[THE DATA Boundary: Start]
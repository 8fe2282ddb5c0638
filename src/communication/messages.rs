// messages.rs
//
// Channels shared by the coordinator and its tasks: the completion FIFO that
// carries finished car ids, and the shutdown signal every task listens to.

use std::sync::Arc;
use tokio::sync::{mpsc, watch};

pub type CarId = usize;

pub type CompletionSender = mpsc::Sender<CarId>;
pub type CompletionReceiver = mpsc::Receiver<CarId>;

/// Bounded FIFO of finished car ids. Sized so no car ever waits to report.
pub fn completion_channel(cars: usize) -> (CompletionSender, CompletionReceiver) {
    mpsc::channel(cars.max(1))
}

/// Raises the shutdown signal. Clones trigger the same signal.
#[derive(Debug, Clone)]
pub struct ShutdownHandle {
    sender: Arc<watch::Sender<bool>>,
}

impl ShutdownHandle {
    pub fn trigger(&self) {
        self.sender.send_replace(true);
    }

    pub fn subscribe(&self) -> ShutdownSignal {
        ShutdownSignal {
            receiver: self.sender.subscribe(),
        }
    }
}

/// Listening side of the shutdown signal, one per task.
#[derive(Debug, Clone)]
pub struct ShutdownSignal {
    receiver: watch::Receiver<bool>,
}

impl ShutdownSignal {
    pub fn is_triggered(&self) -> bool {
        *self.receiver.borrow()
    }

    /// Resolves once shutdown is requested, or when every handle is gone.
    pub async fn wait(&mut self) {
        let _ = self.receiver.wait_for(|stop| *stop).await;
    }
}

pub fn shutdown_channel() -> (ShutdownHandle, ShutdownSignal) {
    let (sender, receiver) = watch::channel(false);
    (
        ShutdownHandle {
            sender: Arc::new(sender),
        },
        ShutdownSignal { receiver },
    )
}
[THE DATA Boundary: End]
#### [WORK ITEM]
The entries above must be retyped exactly, down to the last character.

#### [RESULT OF THE TASK]
repository 8fe2282ddb5c0638
filename src/communication/messages.rs
// messages.rs
//
// Channels shared by the coordinator and its tasks: the completion FIFO that
// carries finished car ids, and the shutdown signal every task listens to.

use std::sync::Arc;
use tokio::sync::{mpsc, watch};

pub type CarId = usize;

pub type CompletionSender = mpsc::Sender<CarId>;
pub type CompletionReceiver = mpsc::Receiver<CarId>;

/// Bounded FIFO of finished car ids. Sized so no car ever waits to report.
pub fn completion_channel(cars: usize) -> (CompletionSender, CompletionReceiver) {
    mpsc::channel(cars.max(1))
}

/// Raises the shutdown signal. Clones trigger the same signal.
#[derive(Debug, Clone)]
pub struct ShutdownHandle {
    sender: Arc<watch::Sender<bool>>,
}

impl ShutdownHandle {
    pub fn trigger(&self) {
        self.sender.send_replace(true);
    }

    pub fn subscribe(&self) -> ShutdownSignal {
        ShutdownSignal {
            receiver: self.sender.subscribe(),
        }
    }
}

/// Listening side of the shutdown signal, one per task.
#[derive(Debug, Clone)]
pub struct ShutdownSignal {
    receiver: watch::Receiver<bool>,
}

impl ShutdownSignal {
    pub fn is_triggered(&self) -> bool {
        *self.receiver.borrow()
    }

    /// Resolves once shutdown is requested, or when every handle is gone.
    pub async fn wait(&mut self) {
        let _ = self.receiver.wait_for(|stop| *stop).await;
    }
}

pub fn shutdown_channel() -> (ShutdownHandle, ShutdownSignal) {
    let (sender, receiver) = watch::channel(false);
    (
        ShutdownHandle {
            sender: Arc::new(sender),
        },
        ShutdownSignal { receiver },
    )
}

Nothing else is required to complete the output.